Paradigm Shift

There is no need to differentiate between the desires of your heart and the promises of God because His character is the same behind both.

A necessary paradigm shift that not only filled my heart with so much joy but calmed the unruly thoughts that plagued my mind.  You have certainly found ways to send me roses of all sorts, affirming me of Your unfailing love as You continue to pursue me.

As I journey through this lenten season and witness on a much deeper level your love story with us, I realize that I am building upon the context of our love story.  Lord, though I do nothing to deserve this attention, all the more do you shower me with your graces and mercies.  Your relentlessness is taking down my walls and unlocking rooms in my heart that I forgot even existed.  With each passing day you are awakening pieces of me I was convinced I’d never see again.  You are unveiling a beauty I felt I never possessed.  You are not only making me ‘ME’, you’re making me YOURS.

 

Desire for Heaven

Most of the time my problem is not knowing what I need to do, it’s having the desire to do it. The problem is not anyone or anything, not even my circumstances; it’s my heart. I do desire to be in Heaven but am I living in a way that truly shows that?

It’s definitely important to always keep the end in mind because it puts perspective on the now and provides wisdom to live a virtuous life, but I find that I lose focus more often than not. I know that I’m losing focus when I start settling for worldly things and reject inconvenience for the sake of others, and when I settle for being comfortable. If I desire Heaven, then my path should not be one of convenience and comfortability.
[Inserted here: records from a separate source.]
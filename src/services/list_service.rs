use serde::Deserialize;
use serde_json::json;
use sqlx::PgPool;
use uuid::Uuid;

use super::access::{self, BoardContext};
use super::validation;
use crate::database::manager::DatabaseManager;
use crate::database::models::List;
use crate::database::patch::UpdateBuilder;
use crate::error::ApiError;
use crate::middleware::CurrentUser;
use crate::ordering;

const DEFAULT_COLOR: &str = "#3B82F6";

#[derive(Debug, Deserialize)]
#[serde(rename_all = "camelCase")]
pub struct CreateList {
    pub board_id: Uuid,
    pub title: String,
    pub color: Option<String>,
}

#[derive(Debug, Default, Deserialize)]
#[serde(rename_all = "camelCase")]
pub struct UpdateList {
    pub title: Option<String>,
    pub color: Option<String>,
    pub card_order_ids: Option<Vec<Uuid>>,
}

pub struct ListService {
    pool: PgPool,
}

impl ListService {
    pub async fn new() -> Result<Self, ApiError> {
        let pool = DatabaseManager::pool().await?;
        Ok(Self { pool })
    }

    async fn load(&self, list_id: Uuid) -> Result<List, ApiError> {
        sqlx::query_as::<_, List>("SELECT * FROM lists WHERE id = $1 AND deleted_at IS NULL")
            .bind(list_id)
            .fetch_optional(&self.pool)
            .await?
            .ok_or_else(|| ApiError::not_found("List not found"))
    }

    /// Load a list together with the caller's access to its board
    async fn load_with_context(&self, user: &CurrentUser, list_id: Uuid) -> Result<(List, BoardContext), ApiError> {
        let list = self.load(list_id).await?;
        let ctx = access::load_board(&self.pool, user, list.board_id).await?;
        Ok((list, ctx))
    }

    pub async fn create(&self, user: &CurrentUser, input: CreateList) -> Result<List, ApiError> {
        let title = validation::title("title", &input.title, 3, 255)?;
        let ctx = access::load_board(&self.pool, user, input.board_id).await?;
        ctx.require_edit()?;

        let mut tx = self.pool.begin().await?;

        let list = sqlx::query_as::<_, List>(
            r#"
            INSERT INTO lists (id, board_id, title, color, created_by, updated_by)
            VALUES ($1, $2, $3, $4, $5, $5)
            RETURNING *
            "#,
        )
        .bind(Uuid::new_v4())
        .bind(input.board_id)
        .bind(&title)
        .bind(input.color.as_deref().unwrap_or(DEFAULT_COLOR))
        .bind(user.id)
        .fetch_one(&mut *tx)
        .await?;

        sqlx::query(
            "UPDATE boards SET list_order_ids = list_order_ids || jsonb_build_array($2::text), last_activity = NOW() WHERE id = $1",
        )
        .bind(input.board_id)
        .bind(list.id.to_string())
        .execute(&mut *tx)
        .await?;

        tx.commit().await?;

        tracing::info!("List {} '{}' created on board {}", list.id, list.title, list.board_id);
        Ok(list)
    }

    /// Live lists of a board in the board's stored order
    pub async fn by_board(&self, user: &CurrentUser, board_id: Uuid, include_archived: bool) -> Result<Vec<List>, ApiError> {
        let ctx = access::load_board(&self.pool, user, board_id).await?;

        let lists = sqlx::query_as::<_, List>(
            r#"
            SELECT * FROM lists
            WHERE board_id = $1 AND deleted_at IS NULL AND ($2 OR archived = FALSE)
            ORDER BY created_at ASC
            "#,
        )
        .bind(board_id)
        .bind(include_archived)
        .fetch_all(&self.pool)
        .await?;

        Ok(ordering::reconcile(&ctx.board.list_order_ids.0, lists, |l| l.id))
    }

    pub async fn get(&self, user: &CurrentUser, list_id: Uuid) -> Result<List, ApiError> {
        let (list, _) = self.load_with_context(user, list_id).await?;
        Ok(list)
    }

    pub async fn update(&self, user: &CurrentUser, list_id: Uuid, input: UpdateList) -> Result<List, ApiError> {
        let (list, ctx) = self.load_with_context(user, list_id).await?;
        ctx.require_edit()?;

        let title = validation::optional_title("title", input.title, 3, 255)?;
        let card_order = input.card_order_ids.map(|ids| json!(ordering::dedup(&ids)));

        let mut update = UpdateBuilder::new("lists");
        update
            .set("title", title)
            .set("color", input.color)
            .set("card_order_ids", card_order)
            .set_always("updated_by", user.id);

        let updated = update
            .finish(list.id)
            .build_query_as::<List>()
            .fetch_one(&self.pool)
            .await?;

        access::touch_board(&self.pool, list.board_id).await?;
        Ok(updated)
    }

    pub async fn reorder_cards(&self, user: &CurrentUser, list_id: Uuid, card_order_ids: Vec<Uuid>) -> Result<List, ApiError> {
        self.update(
            user,
            list_id,
            UpdateList {
                card_order_ids: Some(card_order_ids),
                ..UpdateList::default()
            },
        )
        .await
    }

    pub async fn set_archived(&self, user: &CurrentUser, list_id: Uuid, archived: bool) -> Result<List, ApiError> {
        let (list, ctx) = self.load_with_context(user, list_id).await?;
        ctx.require_edit()?;

        let mut update = UpdateBuilder::new("lists");
        update
            .set_always("archived", archived)
            .set_always("updated_by", user.id);
        let updated = update
            .finish(list.id)
            .build_query_as::<List>()
            .fetch_one(&self.pool)
            .await?;

        access::touch_board(&self.pool, list.board_id).await?;
        tracing::info!("List {} archived={} by {}", list_id, archived, user.id);
        Ok(updated)
    }

    /// Soft delete that also drops the list from its board's order
    pub async fn delete(&self, user: &CurrentUser, list_id: Uuid) -> Result<(), ApiError> {
        let (list, ctx) = self.load_with_context(user, list_id).await?;
        ctx.require_edit()?;

        let mut tx = self.pool.begin().await?;

        sqlx::query("UPDATE lists SET deleted_at = NOW(), deleted_by = $2 WHERE id = $1")
            .bind(list.id)
            .bind(user.id)
            .execute(&mut *tx)
            .await?;

        sqlx::query(
            "UPDATE boards SET list_order_ids = list_order_ids - $2::text, last_activity = NOW() WHERE id = $1",
        )
        .bind(list.board_id)
        .bind(list.id.to_string())
        .execute(&mut *tx)
        .await?;

        tx.commit().await?;

        tracing::info!("List {} deleted by {}", list_id, user.id);
        Ok(())
    }
}

#[cfg(test)]
mod tests {
    use super::*;

    #[test]
    fn update_accepts_card_order() {
        let id = Uuid::new_v4();
        let input: UpdateList = serde_json::from_value(json!({"cardOrderIds": [id, id]})).unwrap();
        let order = ordering::dedup(&input.card_order_ids.unwrap());
        assert_eq!(order, vec![id]);
        assert!(input.title.is_none());
    }
}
If I desire Heaven, then I must keep my eyes on Jesus Christ because He is the only Way to get there. I must keep my eyes on the prize which is the upward calling in Him. More than just seeking, the feet of my heart need to move forward. I must follow Him. However, to follow Christ is to deny myself and take up my cross daily. This is no easy task. The path to Heaven is the path of Calvary.

In Heaven, God is the only desire. He is all in all. I cannot desire anyone or anything else. If I do, then I need to be purified. That is why there is purgatory, to purify us completely to be fit for the perfection of the New Jerusalem. But before purgatory, we have the opportunity here on Earth to unite our suffering to Him and rely on His graces found in the Sacraments. I should not ignore this tremendous gift!

As Christians, we embrace suffering because it purifies our desires. We praise God for suffering because it unites us closer to Him (if we choose). If I do not have the desire to embrace my cross, then I do not have the desire for Heaven.

“Whenever anything disagreeable or displeasing happens to you, remember Christ crucified and be silent.” –St. John of the Cross

My Jesus, fill me with Your joy as I hope in You. Amen.

The Narrow Gate

This is a reflection on the calling to be a missionary. This reflection is meant for those discerning for Full Time Pastoral Work.

God’s call for you is very unique. It is how the Lord calls. It is very personal to you. Ordinary to others, extraordinary to you. The more you reflect on it, the more you realize how the Lord has moved the universe in all its precision and accuracy to capture your attention.

That is how much the Lord knows you. He will pluck the right chords to capture your attention.

Your calling is like passing through the narrow gate (Matthew 7:13-14), it is narrow because the opening that leads to life is meant for you. Distractions abound and the gate to other things is wide open, but it is only when you pass the narrow gate will the call will bring you to life.

How is God calling you? How is God using the things that you find awesome and life changing, but ordinary to others?

Lord, may I be sensitive to Your call for me. Like Mama Mary, let me answer You with my full yes. Amen.

Blessed are they

I am reminded by a story about a YFC brother in the Philippines.  I was being approached by one of the sisters about this brother who only bought a 1 way ticket to ILC, I believe he was from Cavite and did not have enough money to go home.  What caught my attention is, “why would you come if you can’t go home” and it clicked that this brother wants to be here.  His desire to celebrate with other YFC was stronger than finding a way home because he knew he would be taken care of.  Now it brought me to this…

“Blessed are those who hunger and thirst for righteousness, for they will be filled” – Matthew 5:6

This brother is filled.  Experiencing that moment humbled me because it reminded me about my desire to be with our Lord.  With our busy schedules we might lose this desire, we won’t be hungry or thirsty for what is right in our lives, instead we try to fill ourselves with things that don’t satisfy for long.  It’s obvious here that as long as we thirst and are hungry for the Lord then we will be filled.  This requires consistency, don’t stop, keep going.  In my discernment for fulltime work the desire is strong and what challenges me is will I have this desire the next day. Like that brother who wanted to go to ILC we should also have his desire to attend our meetings such as our households, our 1on1’s, and our assemblies.  Our thirst and hunger should be focused on the Lord and nothing else.  This is why we keep going, it is because of our desire and I pray strongly that we all continue to be thirsty and hungry for Him through our community of CFC Youth.